Records to process: Begin
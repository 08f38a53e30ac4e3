//! # dissect-core
//!
//! Protocol-agnostic packet dissection engine.
//!
//! This crate provides the machinery every protocol dissector is built on:
//! bounds-checked byte access, table and heuristic dispatch, per-flow
//! conversation state and the hierarchical field tree a packet decodes
//! into. A handful of built-in dissectors show how protocols plug in.
//!
//! ## Features
//!
//! - **Byte Cursors**: Every read is checked against the captured bytes;
//!   truncation is a value, never a panic
//! - **Dispatch Registry**: Exact-match tables (ports, link types, SAPIs)
//!   with ordered heuristic chains and a generic fallback
//! - **Conversations**: Sharded per-flow state for version pinning and
//!   request/response matching
//! - **Field Trees**: Every decoded field knows the absolute bytes it came from
//!
//! ## Quick Start
//!
//! ```rust
//! use dissect_core::prelude::*;
//!
//! let engine = Engine::with_defaults();
//!
//! let payload = b"RSIP 1 *@gw.example.net MGCP 1.0\r\nRM: restart\r\n".to_vec();
//! let flow = FlowTuple::new(
//!     Transport::Udp,
//!     Endpoint::new([192, 0, 2, 1], 2727),
//!     Endpoint::new([192, 0, 2, 10], 2427),
//! );
//! let packet = Packet::new(1, 0, payload).with_flow(flow);
//!
//! let dissection = engine.dissect(&packet);
//! assert_eq!(dissection.columns.protocol(), "MGCP");
//! assert!(!dissection.has_errors());
//! print!("{}", dissection.tree.render());
//! ```
//!
//! ## Architecture
//!
//! ```text
//! +---------------------------------------------------------------------+
//! |                        dissect-core                                 |
//! +---------------------------------------------------------------------+
//! |  cursor/       - ByteCursor, bit fields, checksums                  |
//! |  tree/         - FieldTree, TreeNode, FinalizedTree, FieldValue     |
//! |  registry/     - Dissector traits, tables, heuristic chains         |
//! |  conversation/ - ConversationTable, version pinning, transactions   |
//! |  context.rs    - Per-packet DissectionContext and columns           |
//! |  engine.rs     - Engine: packet in, Dissection out                  |
//! |  protocol/     - Built-in dissectors (data, ssl, mgcp, lapd)        |
//! |  error.rs      - Error types                                        |
//! +---------------------------------------------------------------------+
//! ```
//!
//! ## Supported Protocols
//!
//! | Layer | Protocols |
//! |-------|-----------|
//! | Link | LAPD (Q.921) |
//! | Application | SSL/TLS record layer, MGCP |

pub mod config;
pub mod context;
pub mod conversation;
pub mod cursor;
pub mod engine;
pub mod error;
pub mod packet;
pub mod prelude;
pub mod protocol;
pub mod registry;
pub mod tree;

// Re-export commonly used types at crate root for convenience
pub use config::{EngineConfig, PortPreference, LINK_TYPE_TABLE};
pub use context::{Columns, DissectionContext, COL_INFO, COL_PROTOCOL};
pub use conversation::{
    ConversationKey, ConversationRecord, ConversationTable, ProtocolVersion, VersionState,
};
pub use cursor::{ByteCursor, ChecksumAlgorithm, ChecksumStatus, Endianness, PartialView};
pub use engine::{Dissection, Engine};
pub use error::{DissectError, Error, ErrorKind, RegistryError, Result};
pub use packet::{Endpoint, FlowTuple, Packet, PacketInfo, Transport};
pub use protocol::default_registry;
pub use registry::{
    DispatchOutcome, Dissector, DissectorRegistry, HeuristicDissector, KeyWidth, MatchKind,
};
pub use tree::{
    Annotation, FieldNode, FieldTree, FieldValue, FinalizedTree, NodeKind, OwnedFieldValue,
    TreeNode,
};

/// Library version.
pub const VERSION: &str = env!("CARGO_PKG_VERSION");
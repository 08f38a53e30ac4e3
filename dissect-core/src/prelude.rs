//! Convenient re-exports for common usage.
//!
//! This module provides a curated set of the most commonly used types
//! from dissect-core, for writing dissectors or driving the engine with a
//! single `use` statement.
//!
//! # Example
//!
//! ```rust
//! use dissect_core::prelude::*;
//!
//! // Engine with every built-in dissector registered
//! let engine = Engine::with_defaults();
//! let packet = Packet::new(1, 0, vec![0xde, 0xad]);
//! let dissection = engine.dissect(&packet);
//! assert_eq!(dissection.columns.protocol(), "Data");
//! ```

// Engine types
pub use crate::config::EngineConfig;
pub use crate::engine::{Dissection, Engine};
pub use crate::packet::{Endpoint, FlowTuple, Packet, PacketInfo, Transport};

// Dissector-writing types
pub use crate::context::{DissectionContext, COL_INFO, COL_PROTOCOL};
pub use crate::conversation::{ConversationKey, ProtocolVersion, VersionState};
pub use crate::cursor::{ByteCursor, Endianness};
pub use crate::registry::{Dissector, DissectorRegistry, HeuristicDissector, KeyWidth};
pub use crate::tree::{Annotation, FieldValue, TreeNode};

// Protocol registry
pub use crate::protocol::default_registry;

// Error types
pub use crate::error::{DissectError, Error, Result};
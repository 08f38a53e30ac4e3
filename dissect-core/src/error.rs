//! Error types for dissect-core.
//!
//! This module provides structured error types for all dissect-core operations:
//!
//! - [`enum@Error`] - Main error enum that wraps all error types
//! - [`DissectError`] - Errors raised while decoding a packet
//! - [`RegistryError`] - Errors raised while registering dissectors
//!
//! Decode errors never escape [`Engine::dissect`](crate::Engine::dissect): they are
//! caught at the handler boundary and recorded in the field tree as malformed
//! leaves. Non-fatal observations (partial data, duplicate transactions,
//! unsolicited responses) are not errors at all; see [`crate::tree::Annotation`].

use thiserror::Error;

/// Main error type for dissect-core operations.
#[derive(Error, Debug)]
pub enum Error {
    /// Error while decoding packet bytes
    #[error("Dissection error: {0}")]
    Dissect(#[from] DissectError),

    /// Error while registering or binding dissectors
    #[error("Registry error: {0}")]
    Registry(#[from] RegistryError),
}

/// Errors raised while decoding packet bytes.
#[derive(Error, Debug, Clone, PartialEq, Eq)]
pub enum DissectError {
    /// A read or strict sub-view reached past the captured bytes of a window.
    ///
    /// This is the out-of-bounds class: it covers both snapshot truncation and
    /// requests that run off the end of the buffer altogether.
    #[error("truncated: need {needed} bytes at offset {offset}, only {captured} captured")]
    Truncated {
        offset: usize,
        needed: usize,
        captured: usize,
    },

    /// Internally inconsistent lengths or field combinations.
    #[error("malformed: {reason}")]
    Malformed { reason: String },

    /// A handler tried to record a field outside the bytes it was given.
    #[error("invariant violation: {reason}")]
    InvariantViolation { reason: String },

    /// Nested hand-off exceeded the configured depth.
    #[error("recursion limit exceeded (depth {depth}, limit {limit})")]
    RecursionLimitExceeded { depth: usize, limit: usize },
}

impl DissectError {
    /// Shorthand for a [`DissectError::Malformed`] error.
    pub fn malformed(reason: impl Into<String>) -> Self {
        DissectError::Malformed {
            reason: reason.into(),
        }
    }

    /// Shorthand for a [`DissectError::InvariantViolation`] error.
    pub fn invariant(reason: impl Into<String>) -> Self {
        DissectError::InvariantViolation {
            reason: reason.into(),
        }
    }

    /// The copyable classification stored in malformed tree leaves.
    pub fn kind(&self) -> ErrorKind {
        match self {
            DissectError::Truncated { .. } => ErrorKind::Truncated,
            DissectError::Malformed { .. } => ErrorKind::Malformed,
            DissectError::InvariantViolation { .. } => ErrorKind::InvariantViolation,
            DissectError::RecursionLimitExceeded { .. } => ErrorKind::RecursionLimitExceeded,
        }
    }

    /// Whether this error must abandon the whole packet instead of a single subtree.
    pub fn is_fatal_to_packet(&self) -> bool {
        matches!(self, DissectError::RecursionLimitExceeded { .. })
    }
}

/// Classification of a decode failure.
#[derive(Debug, Clone, Copy, PartialEq, Eq, Hash)]
pub enum ErrorKind {
    Truncated,
    Malformed,
    InvariantViolation,
    RecursionLimitExceeded,
}

impl ErrorKind {
    /// Return a string representation of the kind.
    pub fn as_str(&self) -> &'static str {
        match self {
            ErrorKind::Truncated => "truncated",
            ErrorKind::Malformed => "malformed",
            ErrorKind::InvariantViolation => "invariant_violation",
            ErrorKind::RecursionLimitExceeded => "recursion_limit_exceeded",
        }
    }
}

impl std::fmt::Display for ErrorKind {
    fn fmt(&self, f: &mut std::fmt::Formatter<'_>) -> std::fmt::Result {
        f.write_str(self.as_str())
    }
}

/// Errors related to dissector registration.
#[derive(Error, Debug, Clone, PartialEq, Eq)]
pub enum RegistryError {
    /// Binding into a namespace that was never declared
    #[error("unknown dissector table: {namespace}")]
    UnknownTable { namespace: String },

    /// Re-declaring a table with a different key width
    #[error("table {namespace} already declared with {existing}-bit keys, not {requested}-bit")]
    ConflictingTable {
        namespace: String,
        existing: u8,
        requested: u8,
    },

    /// Key does not fit the table's key width
    #[error("key {key:#x} does not fit {bits}-bit table {namespace}")]
    KeyOutOfRange {
        namespace: String,
        key: u64,
        bits: u8,
    },

    /// Dissector names must be non-empty
    #[error("dissector name must not be empty")]
    EmptyName,
}

/// Result type alias for decode operations.
pub type Result<T> = std::result::Result<T, DissectError>;

#[cfg(test)]
mod tests {
    use super::*;

    #[test]
    fn test_error_kind_mapping() {
        let err = DissectError::Truncated {
            offset: 4,
            needed: 2,
            captured: 5,
        };
        assert_eq!(err.kind(), ErrorKind::Truncated);
        assert!(!err.is_fatal_to_packet());

        let err = DissectError::RecursionLimitExceeded { depth: 33, limit: 32 };
        assert_eq!(err.kind(), ErrorKind::RecursionLimitExceeded);
        assert!(err.is_fatal_to_packet());

        assert_eq!(DissectError::malformed("x").kind(), ErrorKind::Malformed);
        assert_eq!(
            DissectError::invariant("x").kind(),
            ErrorKind::InvariantViolation
        );
    }

    #[test]
    fn test_error_display() {
        let err = DissectError::Truncated {
            offset: 10,
            needed: 4,
            captured: 12,
        };
        assert_eq!(
            err.to_string(),
            "truncated: need 4 bytes at offset 10, only 12 captured"
        );

        let err: Error = RegistryError::UnknownTable {
            namespace: "udp.port".to_string(),
        }
        .into();
        assert_eq!(
            err.to_string(),
            "Registry error: unknown dissector table: udp.port"
        );
    }

    #[test]
    fn test_question_mark_wraps_both() {
        fn decode_then_register(data: &[u8]) -> std::result::Result<u8, Error> {
            let first = crate::ByteCursor::from_slice(data).read_u8(0)?;
            let mut registry = crate::DissectorRegistry::new();
            registry.register_table("", crate::KeyWidth::U8)?;
            Ok(first)
        }

        assert!(matches!(
            decode_then_register(&[]),
            Err(Error::Dissect(DissectError::Truncated { .. }))
        ));
        assert!(matches!(
            decode_then_register(&[1]),
            Err(Error::Registry(RegistryError::EmptyName))
        ));
    }
}
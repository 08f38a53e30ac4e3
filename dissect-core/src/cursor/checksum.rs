//! Checksum and frame-check-sequence helpers.

/// Supported checksum algorithms.
#[derive(Debug, Clone, Copy, PartialEq, Eq)]
pub enum ChecksumAlgorithm {
    /// RFC 1071 ones' complement sum (IP, UDP, TCP, GRE).
    Internet,
    /// CRC-16/X-25 as used by HDLC-family frame check sequences (LAPD, LAPB, PPP).
    Crc16Ccitt,
    /// CRC-32 (IEEE 802.3).
    Crc32,
}

impl ChecksumAlgorithm {
    /// Width of the stored value in bytes.
    pub fn width(&self) -> usize {
        match self {
            ChecksumAlgorithm::Internet | ChecksumAlgorithm::Crc16Ccitt => 2,
            ChecksumAlgorithm::Crc32 => 4,
        }
    }

    /// Compute the checksum over `data`.
    pub fn compute(&self, data: &[u8]) -> u32 {
        match self {
            ChecksumAlgorithm::Internet => u32::from(internet_checksum(data)),
            ChecksumAlgorithm::Crc16Ccitt => u32::from(crc16_x25(data)),
            ChecksumAlgorithm::Crc32 => crc32_ieee(data),
        }
    }

    /// Return a string representation of the algorithm.
    pub fn as_str(&self) -> &'static str {
        match self {
            ChecksumAlgorithm::Internet => "internet",
            ChecksumAlgorithm::Crc16Ccitt => "crc16-ccitt",
            ChecksumAlgorithm::Crc32 => "crc32",
        }
    }
}

/// Outcome of a checksum verification.
#[derive(Debug, Clone, Copy, PartialEq, Eq)]
pub enum ChecksumStatus {
    /// The stored value matches the computed one.
    Valid,
    /// The stored value (`actual`) differs from the computed one (`expected`).
    Invalid { expected: u32, actual: u32 },
    /// Not enough captured bytes to compute or read the checksum.
    NotComputed,
}

impl ChecksumStatus {
    /// Return a string representation of the status.
    pub fn as_str(&self) -> &'static str {
        match self {
            ChecksumStatus::Valid => "valid",
            ChecksumStatus::Invalid { .. } => "invalid",
            ChecksumStatus::NotComputed => "not_computed",
        }
    }
}

/// RFC 1071 internet checksum.
fn internet_checksum(data: &[u8]) -> u16 {
    let mut sum: u32 = 0;
    let mut chunks = data.chunks_exact(2);

    for word in &mut chunks {
        sum += u16::from_be_bytes([word[0], word[1]]) as u32;
    }

    // Odd trailing byte is padded with zero
    if let [last] = chunks.remainder() {
        sum += (*last as u32) << 8;
    }

    while sum >> 16 != 0 {
        sum = (sum & 0xFFFF) + (sum >> 16);
    }

    !sum as u16
}

/// CRC-16/X-25: reflected polynomial 0x1021, init and xorout 0xFFFF.
fn crc16_x25(data: &[u8]) -> u16 {
    let mut crc: u16 = 0xFFFF;
    for byte in data {
        crc ^= *byte as u16;
        for _ in 0..8 {
            crc = if crc & 1 != 0 {
                (crc >> 1) ^ 0x8408
            } else {
                crc >> 1
            };
        }
    }
    !crc
}

/// CRC-32/ISO-HDLC: reflected polynomial 0x04C11DB7, init and xorout 0xFFFFFFFF.
fn crc32_ieee(data: &[u8]) -> u32 {
    let mut crc: u32 = 0xFFFF_FFFF;
    for byte in data {
        crc ^= *byte as u32;
        for _ in 0..8 {
            crc = if crc & 1 != 0 {
                (crc >> 1) ^ 0xEDB8_8320
            } else {
                crc >> 1
            };
        }
    }
    !crc
}
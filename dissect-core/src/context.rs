//! Per-packet dissection context and summary columns.

use std::any::Any;

use smallvec::SmallVec;

use crate::conversation::ConversationTable;
use crate::cursor::ByteCursor;
use crate::error::{DissectError, Result};
use crate::packet::{FlowTuple, PacketInfo};
use crate::registry::{DispatchOutcome, DissectorRegistry};
use crate::tree::TreeNode;

/// Protocol column name.
pub const COL_PROTOCOL: &str = "protocol";
/// Info column name.
pub const COL_INFO: &str = "info";

/// Hint entry for child protocol detection: (hint_name, value).
pub type HintEntry = (&'static str, u64);

/// Ordered summary strings for a tabular view.
///
/// `protocol` and `info` always come first; custom columns follow in the
/// order they were first set.
#[derive(Debug, Clone, PartialEq, Eq)]
pub struct Columns {
    entries: Vec<(&'static str, String)>,
}

impl Default for Columns {
    fn default() -> Self {
        Self {
            entries: vec![(COL_PROTOCOL, String::new()), (COL_INFO, String::new())],
        }
    }
}

impl Columns {
    pub fn new() -> Self {
        Self::default()
    }

    fn slot(&mut self, name: &'static str) -> &mut String {
        let index = match self.entries.iter().position(|(n, _)| *n == name) {
            Some(index) => index,
            None => {
                self.entries.push((name, String::new()));
                self.entries.len() - 1
            }
        };
        &mut self.entries[index].1
    }

    /// Replace the text of a column.
    pub fn set(&mut self, name: &'static str, value: &str) {
        let slot = self.slot(name);
        slot.clear();
        slot.push_str(value);
    }

    /// Append text to a column.
    pub fn append(&mut self, name: &'static str, value: &str) {
        self.slot(name).push_str(value);
    }

    /// Append text, preceded by `sep` if the column is not empty.
    pub fn append_sep(&mut self, name: &'static str, sep: &str, value: &str) {
        let slot = self.slot(name);
        if !slot.is_empty() {
            slot.push_str(sep);
        }
        slot.push_str(value);
    }

    /// Text of a column; `None` for an unknown column.
    pub fn get(&self, name: &str) -> Option<&str> {
        self.entries
            .iter()
            .find(|(n, _)| *n == name)
            .map(|(_, value)| value.as_str())
    }

    /// Empty a column, keeping its position.
    pub fn clear(&mut self, name: &'static str) {
        self.slot(name).clear();
    }

    pub fn protocol(&self) -> &str {
        self.get(COL_PROTOCOL).unwrap_or_default()
    }

    pub fn info(&self) -> &str {
        self.get(COL_INFO).unwrap_or_default()
    }

    pub fn iter(&self) -> impl Iterator<Item = (&'static str, &str)> {
        self.entries.iter().map(|(name, value)| (*name, value.as_str()))
    }
}

/// Mutable state shared by the dissectors of one packet.
///
/// Created per packet and discarded with it. Holds the registry and
/// conversation table so handlers can hand off and correlate, the recursion
/// guard, the output columns, and scratch data one handler may leave for a
/// nested one.
pub struct DissectionContext<'r> {
    registry: &'r DissectorRegistry,
    conversations: &'r ConversationTable,
    packet: PacketInfo,
    depth: usize,
    max_depth: usize,
    aborted: bool,
    path: SmallVec<[&'static str; 8]>,
    columns: Columns,
    /// Protocol-specific hints (e.g., carrying frame type).
    /// Typically 2-4 entries.
    hints: SmallVec<[HintEntry; 4]>,
    private: Option<Box<dyn Any>>,
}

impl<'r> DissectionContext<'r> {
    pub fn new(
        registry: &'r DissectorRegistry,
        conversations: &'r ConversationTable,
        packet: PacketInfo,
        max_depth: usize,
    ) -> Self {
        Self {
            registry,
            conversations,
            packet,
            depth: 0,
            max_depth,
            aborted: false,
            path: SmallVec::new(),
            columns: Columns::new(),
            hints: SmallVec::new(),
            private: None,
        }
    }

    pub fn registry(&self) -> &'r DissectorRegistry {
        self.registry
    }

    pub fn conversations(&self) -> &'r ConversationTable {
        self.conversations
    }

    pub fn packet(&self) -> &PacketInfo {
        &self.packet
    }

    pub fn frame_number(&self) -> u64 {
        self.packet.frame_number
    }

    pub fn timestamp_us(&self) -> i64 {
        self.packet.timestamp_us
    }

    pub fn flow(&self) -> Option<&FlowTuple> {
        self.packet.flow.as_ref()
    }

    // === Recursion guard ===

    /// Current nesting depth of dispatch.
    pub fn depth(&self) -> usize {
        self.depth
    }

    pub fn max_depth(&self) -> usize {
        self.max_depth
    }

    /// Whether the recursion limit was hit for this packet.
    pub fn is_aborted(&self) -> bool {
        self.aborted
    }

    pub(crate) fn enter(&mut self, dissector: &'static str) -> Result<()> {
        if self.depth >= self.max_depth {
            self.aborted = true;
            return Err(DissectError::RecursionLimitExceeded {
                depth: self.depth + 1,
                limit: self.max_depth,
            });
        }
        self.depth += 1;
        self.path.push(dissector);
        Ok(())
    }

    pub(crate) fn leave(&mut self) {
        self.depth = self.depth.saturating_sub(1);
        self.path.pop();
    }

    /// Dissectors currently active, outermost first.
    pub fn path(&self) -> &[&'static str] {
        &self.path
    }

    /// The dissector that handed off to the current one.
    pub fn parent_protocol(&self) -> Option<&'static str> {
        self.path.iter().rev().nth(1).copied()
    }

    // === Columns ===

    pub fn columns(&self) -> &Columns {
        &self.columns
    }

    pub fn columns_mut(&mut self) -> &mut Columns {
        &mut self.columns
    }

    pub fn into_columns(self) -> Columns {
        self.columns
    }

    // === Hints ===

    /// Value of a hint left by an enclosing dissector.
    pub fn hint(&self, name: &str) -> Option<u64> {
        self.hints
            .iter()
            .rev()
            .find(|(n, _)| *n == name)
            .map(|(_, value)| *value)
    }

    /// Set a hint, replacing an existing one with the same name.
    pub fn set_hint(&mut self, name: &'static str, value: u64) {
        match self.hints.iter_mut().find(|(n, _)| *n == name) {
            Some(entry) => entry.1 = value,
            None => self.hints.push((name, value)),
        }
    }

    pub fn remove_hint(&mut self, name: &str) -> Option<u64> {
        let index = self.hints.iter().position(|(n, _)| *n == name)?;
        Some(self.hints.remove(index).1)
    }

    // === Private data ===

    /// Leave typed data for a nested dissector, replacing any previous data.
    pub fn set_private<T: Any>(&mut self, value: T) {
        self.private = Some(Box::new(value));
    }

    /// Borrow the private data if it has type `T`.
    pub fn private<T: Any>(&self) -> Option<&T> {
        self.private.as_ref()?.downcast_ref::<T>()
    }

    /// Take the private data if it has type `T`; other types are left in place.
    pub fn take_private<T: Any>(&mut self) -> Option<T> {
        match self.private.take()?.downcast::<T>() {
            Ok(value) => Some(*value),
            Err(other) => {
                self.private = Some(other);
                None
            }
        }
    }

    // === Hand-off ===

    /// Hand `cursor` off through the registry by one key.
    pub fn dispatch<'a>(
        &mut self,
        namespace: &str,
        key: u64,
        cursor: ByteCursor<'a>,
        tree: &mut TreeNode<'_, 'a>,
    ) -> Result<DispatchOutcome> {
        let registry = self.registry;
        registry.dispatch(namespace, key, cursor, tree, self)
    }

    /// Hand `cursor` off through the registry by several candidate keys.
    pub fn dispatch_keys<'a>(
        &mut self,
        namespace: &str,
        keys: &[u64],
        cursor: ByteCursor<'a>,
        tree: &mut TreeNode<'_, 'a>,
    ) -> Result<DispatchOutcome> {
        let registry = self.registry;
        registry.dispatch_keys(namespace, keys, cursor, tree, self)
    }

    /// Hand `cursor` to a dissector by name.
    pub fn call<'a>(
        &mut self,
        name: &str,
        cursor: ByteCursor<'a>,
        tree: &mut TreeNode<'_, 'a>,
    ) -> Result<DispatchOutcome> {
        let registry = self.registry;
        registry.call(name, cursor, tree, self)
    }
}

impl std::fmt::Debug for DissectionContext<'_> {
    fn fmt(&self, f: &mut std::fmt::Formatter<'_>) -> std::fmt::Result {
        f.debug_struct("DissectionContext")
            .field("packet", &self.packet)
            .field("depth", &self.depth)
            .field("max_depth", &self.max_depth)
            .field("aborted", &self.aborted)
            .field("path", &self.path)
            .field("columns", &self.columns)
            .field("hints", &self.hints)
            .finish_non_exhaustive()
    }
}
Records to process: End
→ Exercise aim: All lines above with "index" in them should be returned.

→ Problem solution:
        let index = match self.entries.iter().position(|(n, _)| *n == name) {
            Some(index) => index,
        &mut self.entries[index].1
        let index = self.hints.iter().position(|(n, _)| *n == name)?;
        Some(self.hints.remove(index).1)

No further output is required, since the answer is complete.